What is needed:
Across the records that follow, count each line holding "NotStable", and write only the total.
<<<<
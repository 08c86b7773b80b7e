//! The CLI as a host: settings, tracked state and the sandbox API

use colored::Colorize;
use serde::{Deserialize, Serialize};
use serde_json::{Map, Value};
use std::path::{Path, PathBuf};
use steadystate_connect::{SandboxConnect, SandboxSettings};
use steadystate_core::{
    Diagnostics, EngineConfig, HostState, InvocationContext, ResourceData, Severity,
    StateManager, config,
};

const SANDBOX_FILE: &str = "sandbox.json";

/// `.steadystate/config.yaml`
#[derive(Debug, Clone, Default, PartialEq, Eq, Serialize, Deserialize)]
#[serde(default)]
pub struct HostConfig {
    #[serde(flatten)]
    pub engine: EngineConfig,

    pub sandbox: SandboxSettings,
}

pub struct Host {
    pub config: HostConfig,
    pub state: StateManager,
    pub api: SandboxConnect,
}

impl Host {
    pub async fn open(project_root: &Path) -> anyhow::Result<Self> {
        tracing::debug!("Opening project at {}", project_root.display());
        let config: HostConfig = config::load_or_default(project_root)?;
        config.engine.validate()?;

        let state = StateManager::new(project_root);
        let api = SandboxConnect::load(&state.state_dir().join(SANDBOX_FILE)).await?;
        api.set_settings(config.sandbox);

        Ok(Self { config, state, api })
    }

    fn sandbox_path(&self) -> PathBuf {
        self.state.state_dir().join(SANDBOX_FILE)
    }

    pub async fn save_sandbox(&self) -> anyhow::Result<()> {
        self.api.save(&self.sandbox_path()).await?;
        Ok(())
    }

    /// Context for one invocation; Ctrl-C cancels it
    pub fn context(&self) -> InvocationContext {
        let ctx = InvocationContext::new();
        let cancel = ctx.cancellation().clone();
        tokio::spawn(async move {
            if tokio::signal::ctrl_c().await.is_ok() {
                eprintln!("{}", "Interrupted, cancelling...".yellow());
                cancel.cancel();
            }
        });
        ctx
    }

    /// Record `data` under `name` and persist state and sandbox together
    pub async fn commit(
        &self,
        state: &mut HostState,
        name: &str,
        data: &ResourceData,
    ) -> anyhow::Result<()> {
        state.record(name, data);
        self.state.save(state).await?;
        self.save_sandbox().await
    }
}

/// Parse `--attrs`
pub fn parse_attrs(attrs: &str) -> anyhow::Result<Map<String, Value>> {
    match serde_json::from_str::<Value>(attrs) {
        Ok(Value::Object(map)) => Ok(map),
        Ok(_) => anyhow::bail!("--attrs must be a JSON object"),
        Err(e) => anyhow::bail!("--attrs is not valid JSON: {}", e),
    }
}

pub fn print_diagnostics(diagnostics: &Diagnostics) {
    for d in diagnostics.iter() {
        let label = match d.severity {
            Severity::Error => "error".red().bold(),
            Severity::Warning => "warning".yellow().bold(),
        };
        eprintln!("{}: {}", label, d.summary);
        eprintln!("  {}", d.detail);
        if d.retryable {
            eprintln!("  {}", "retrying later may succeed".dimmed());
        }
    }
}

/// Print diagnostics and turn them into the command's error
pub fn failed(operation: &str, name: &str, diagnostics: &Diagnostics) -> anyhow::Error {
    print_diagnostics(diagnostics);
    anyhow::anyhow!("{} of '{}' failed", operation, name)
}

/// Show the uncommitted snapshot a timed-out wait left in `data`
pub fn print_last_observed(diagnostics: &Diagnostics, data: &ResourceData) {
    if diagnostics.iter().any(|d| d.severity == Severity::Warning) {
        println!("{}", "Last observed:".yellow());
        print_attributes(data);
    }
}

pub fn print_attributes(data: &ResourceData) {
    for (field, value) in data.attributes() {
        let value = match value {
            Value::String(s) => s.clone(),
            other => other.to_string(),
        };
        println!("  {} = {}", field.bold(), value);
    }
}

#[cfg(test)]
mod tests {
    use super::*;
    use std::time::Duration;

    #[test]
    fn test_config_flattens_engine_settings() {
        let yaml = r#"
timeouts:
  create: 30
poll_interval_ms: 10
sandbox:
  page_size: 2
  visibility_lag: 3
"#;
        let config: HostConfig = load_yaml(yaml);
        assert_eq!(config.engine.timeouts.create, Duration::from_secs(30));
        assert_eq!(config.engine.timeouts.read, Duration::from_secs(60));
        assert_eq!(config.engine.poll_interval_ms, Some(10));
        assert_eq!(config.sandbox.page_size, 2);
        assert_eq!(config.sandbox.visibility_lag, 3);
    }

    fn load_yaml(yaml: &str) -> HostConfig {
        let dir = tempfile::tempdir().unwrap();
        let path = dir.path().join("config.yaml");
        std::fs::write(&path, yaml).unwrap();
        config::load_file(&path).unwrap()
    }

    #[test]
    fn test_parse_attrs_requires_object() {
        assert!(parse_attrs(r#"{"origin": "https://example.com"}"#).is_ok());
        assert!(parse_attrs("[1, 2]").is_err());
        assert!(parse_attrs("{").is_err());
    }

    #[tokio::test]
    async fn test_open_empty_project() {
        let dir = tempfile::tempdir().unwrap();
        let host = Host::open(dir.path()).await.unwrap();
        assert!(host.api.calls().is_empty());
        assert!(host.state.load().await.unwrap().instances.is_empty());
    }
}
>>>>
<<<<
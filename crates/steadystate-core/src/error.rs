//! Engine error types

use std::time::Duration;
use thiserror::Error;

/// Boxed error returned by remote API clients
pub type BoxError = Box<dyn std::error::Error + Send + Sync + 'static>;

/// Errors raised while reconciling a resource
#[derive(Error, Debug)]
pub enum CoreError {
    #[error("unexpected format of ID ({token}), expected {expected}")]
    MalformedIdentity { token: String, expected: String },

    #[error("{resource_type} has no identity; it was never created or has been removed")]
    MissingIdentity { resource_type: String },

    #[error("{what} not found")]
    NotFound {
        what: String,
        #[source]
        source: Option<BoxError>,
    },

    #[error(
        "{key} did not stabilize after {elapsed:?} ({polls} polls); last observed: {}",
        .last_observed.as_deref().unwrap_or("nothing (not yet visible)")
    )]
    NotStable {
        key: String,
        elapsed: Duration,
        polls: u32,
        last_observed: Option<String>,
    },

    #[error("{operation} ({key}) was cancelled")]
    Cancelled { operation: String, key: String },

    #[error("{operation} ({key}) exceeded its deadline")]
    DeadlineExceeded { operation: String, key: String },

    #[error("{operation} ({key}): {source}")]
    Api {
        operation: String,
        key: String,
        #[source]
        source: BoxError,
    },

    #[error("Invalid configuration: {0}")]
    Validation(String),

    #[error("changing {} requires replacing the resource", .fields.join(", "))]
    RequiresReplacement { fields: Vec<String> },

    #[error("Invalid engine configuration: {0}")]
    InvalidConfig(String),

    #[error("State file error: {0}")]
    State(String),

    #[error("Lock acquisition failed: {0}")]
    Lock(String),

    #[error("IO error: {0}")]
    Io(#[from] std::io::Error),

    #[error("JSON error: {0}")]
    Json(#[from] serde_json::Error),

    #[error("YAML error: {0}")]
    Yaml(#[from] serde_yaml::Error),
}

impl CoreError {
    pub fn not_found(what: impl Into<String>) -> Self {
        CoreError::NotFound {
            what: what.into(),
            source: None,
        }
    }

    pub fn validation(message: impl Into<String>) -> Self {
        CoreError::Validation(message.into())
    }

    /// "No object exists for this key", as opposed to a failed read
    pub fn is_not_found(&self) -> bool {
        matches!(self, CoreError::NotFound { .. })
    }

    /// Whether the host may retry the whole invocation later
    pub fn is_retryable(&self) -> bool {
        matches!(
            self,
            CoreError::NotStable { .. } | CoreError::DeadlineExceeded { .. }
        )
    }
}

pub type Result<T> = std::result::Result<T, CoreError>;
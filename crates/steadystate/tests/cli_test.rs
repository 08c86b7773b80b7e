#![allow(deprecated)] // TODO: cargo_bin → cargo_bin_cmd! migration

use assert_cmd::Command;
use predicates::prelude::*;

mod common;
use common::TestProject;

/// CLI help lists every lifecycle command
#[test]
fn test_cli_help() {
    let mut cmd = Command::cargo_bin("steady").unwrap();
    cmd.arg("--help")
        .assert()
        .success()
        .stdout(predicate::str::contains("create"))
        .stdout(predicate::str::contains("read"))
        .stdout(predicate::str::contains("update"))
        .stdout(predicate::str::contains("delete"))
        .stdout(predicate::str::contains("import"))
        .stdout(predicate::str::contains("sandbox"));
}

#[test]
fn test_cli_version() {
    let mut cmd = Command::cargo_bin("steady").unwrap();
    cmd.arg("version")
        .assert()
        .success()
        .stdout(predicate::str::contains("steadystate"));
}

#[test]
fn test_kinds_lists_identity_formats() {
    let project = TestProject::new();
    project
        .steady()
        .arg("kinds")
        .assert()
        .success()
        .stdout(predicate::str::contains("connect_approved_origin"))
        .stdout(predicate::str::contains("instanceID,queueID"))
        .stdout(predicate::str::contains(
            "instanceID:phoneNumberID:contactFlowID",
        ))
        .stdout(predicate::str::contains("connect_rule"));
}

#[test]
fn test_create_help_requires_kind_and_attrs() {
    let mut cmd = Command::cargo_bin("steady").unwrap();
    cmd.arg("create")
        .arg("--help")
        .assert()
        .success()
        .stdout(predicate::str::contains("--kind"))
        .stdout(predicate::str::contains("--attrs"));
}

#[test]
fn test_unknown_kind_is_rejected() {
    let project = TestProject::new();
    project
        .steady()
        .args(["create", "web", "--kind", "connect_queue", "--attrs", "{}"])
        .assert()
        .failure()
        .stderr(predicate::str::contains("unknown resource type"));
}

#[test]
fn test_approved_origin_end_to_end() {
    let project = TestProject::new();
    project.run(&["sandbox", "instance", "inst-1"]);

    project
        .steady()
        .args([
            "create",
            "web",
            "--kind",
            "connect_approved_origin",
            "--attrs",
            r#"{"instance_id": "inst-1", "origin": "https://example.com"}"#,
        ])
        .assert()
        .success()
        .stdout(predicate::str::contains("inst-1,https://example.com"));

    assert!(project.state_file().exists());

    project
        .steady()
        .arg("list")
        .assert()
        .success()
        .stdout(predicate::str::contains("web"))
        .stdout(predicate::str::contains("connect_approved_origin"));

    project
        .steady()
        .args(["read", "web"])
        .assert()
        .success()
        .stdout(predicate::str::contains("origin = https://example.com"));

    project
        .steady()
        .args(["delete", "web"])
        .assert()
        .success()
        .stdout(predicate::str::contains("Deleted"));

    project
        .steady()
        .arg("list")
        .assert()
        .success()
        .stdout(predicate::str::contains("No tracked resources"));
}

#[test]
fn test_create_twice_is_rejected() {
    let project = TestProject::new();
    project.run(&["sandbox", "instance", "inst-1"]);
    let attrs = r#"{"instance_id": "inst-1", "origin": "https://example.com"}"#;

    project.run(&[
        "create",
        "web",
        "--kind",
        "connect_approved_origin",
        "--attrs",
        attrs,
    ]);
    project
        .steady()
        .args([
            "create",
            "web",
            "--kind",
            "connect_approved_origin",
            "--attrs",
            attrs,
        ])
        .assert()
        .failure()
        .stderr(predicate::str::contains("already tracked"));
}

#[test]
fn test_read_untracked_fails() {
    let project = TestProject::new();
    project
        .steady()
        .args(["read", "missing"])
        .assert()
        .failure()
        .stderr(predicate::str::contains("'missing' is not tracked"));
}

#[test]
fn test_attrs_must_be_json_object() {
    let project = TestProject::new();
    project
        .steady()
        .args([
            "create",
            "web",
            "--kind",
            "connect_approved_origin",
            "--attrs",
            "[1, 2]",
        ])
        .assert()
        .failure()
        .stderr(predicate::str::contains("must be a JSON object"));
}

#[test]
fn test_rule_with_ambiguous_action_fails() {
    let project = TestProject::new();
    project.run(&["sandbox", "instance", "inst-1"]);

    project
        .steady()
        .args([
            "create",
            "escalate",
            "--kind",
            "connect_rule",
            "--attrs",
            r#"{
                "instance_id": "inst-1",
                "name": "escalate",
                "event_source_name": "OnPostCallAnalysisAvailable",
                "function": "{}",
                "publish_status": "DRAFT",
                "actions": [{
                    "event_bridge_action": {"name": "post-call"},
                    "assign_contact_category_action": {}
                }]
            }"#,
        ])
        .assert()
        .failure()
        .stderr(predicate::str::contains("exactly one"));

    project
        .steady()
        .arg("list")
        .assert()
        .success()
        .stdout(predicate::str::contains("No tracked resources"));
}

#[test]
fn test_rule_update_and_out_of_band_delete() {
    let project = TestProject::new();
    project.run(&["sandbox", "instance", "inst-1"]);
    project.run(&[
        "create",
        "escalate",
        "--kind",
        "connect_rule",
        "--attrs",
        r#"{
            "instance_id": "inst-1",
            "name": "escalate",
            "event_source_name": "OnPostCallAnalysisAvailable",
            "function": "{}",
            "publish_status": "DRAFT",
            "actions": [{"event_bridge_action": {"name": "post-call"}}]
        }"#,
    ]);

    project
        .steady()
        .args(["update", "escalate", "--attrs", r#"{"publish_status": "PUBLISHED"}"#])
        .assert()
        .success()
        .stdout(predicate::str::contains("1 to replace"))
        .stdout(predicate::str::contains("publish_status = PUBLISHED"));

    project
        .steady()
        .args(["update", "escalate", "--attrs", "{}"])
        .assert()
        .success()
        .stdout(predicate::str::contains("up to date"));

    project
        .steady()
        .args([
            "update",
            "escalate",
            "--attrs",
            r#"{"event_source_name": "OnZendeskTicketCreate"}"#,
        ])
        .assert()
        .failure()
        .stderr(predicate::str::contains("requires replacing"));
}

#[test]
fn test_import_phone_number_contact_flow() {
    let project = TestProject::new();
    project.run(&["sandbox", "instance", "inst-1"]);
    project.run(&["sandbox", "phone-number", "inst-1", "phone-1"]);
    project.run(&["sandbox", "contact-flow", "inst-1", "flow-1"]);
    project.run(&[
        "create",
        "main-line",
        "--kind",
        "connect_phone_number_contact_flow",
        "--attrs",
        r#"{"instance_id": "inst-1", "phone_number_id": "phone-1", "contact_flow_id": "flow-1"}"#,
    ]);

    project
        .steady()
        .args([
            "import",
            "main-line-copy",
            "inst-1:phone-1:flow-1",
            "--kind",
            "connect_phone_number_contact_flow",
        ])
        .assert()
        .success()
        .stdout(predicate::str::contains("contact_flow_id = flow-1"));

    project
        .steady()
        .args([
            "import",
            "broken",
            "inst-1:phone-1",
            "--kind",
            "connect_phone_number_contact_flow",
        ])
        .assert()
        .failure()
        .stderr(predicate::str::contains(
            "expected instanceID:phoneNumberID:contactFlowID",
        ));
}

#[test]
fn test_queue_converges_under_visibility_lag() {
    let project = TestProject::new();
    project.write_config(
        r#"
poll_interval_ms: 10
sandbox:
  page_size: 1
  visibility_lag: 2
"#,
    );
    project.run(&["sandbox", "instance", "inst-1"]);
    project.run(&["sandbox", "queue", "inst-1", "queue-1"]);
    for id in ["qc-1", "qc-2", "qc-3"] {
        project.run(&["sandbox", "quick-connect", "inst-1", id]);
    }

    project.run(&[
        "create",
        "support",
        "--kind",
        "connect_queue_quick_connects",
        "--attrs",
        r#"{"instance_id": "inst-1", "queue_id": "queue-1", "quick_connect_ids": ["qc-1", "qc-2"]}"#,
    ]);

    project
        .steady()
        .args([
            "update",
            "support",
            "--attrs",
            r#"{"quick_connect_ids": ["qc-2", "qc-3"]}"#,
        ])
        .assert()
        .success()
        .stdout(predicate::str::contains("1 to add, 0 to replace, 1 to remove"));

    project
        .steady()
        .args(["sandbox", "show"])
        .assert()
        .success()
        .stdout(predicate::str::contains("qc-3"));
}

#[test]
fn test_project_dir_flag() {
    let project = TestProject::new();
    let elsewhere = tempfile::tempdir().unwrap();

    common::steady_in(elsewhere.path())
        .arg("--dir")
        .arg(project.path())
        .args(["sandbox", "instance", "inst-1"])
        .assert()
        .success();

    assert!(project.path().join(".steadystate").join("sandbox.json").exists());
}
>>>>
Written answer:
2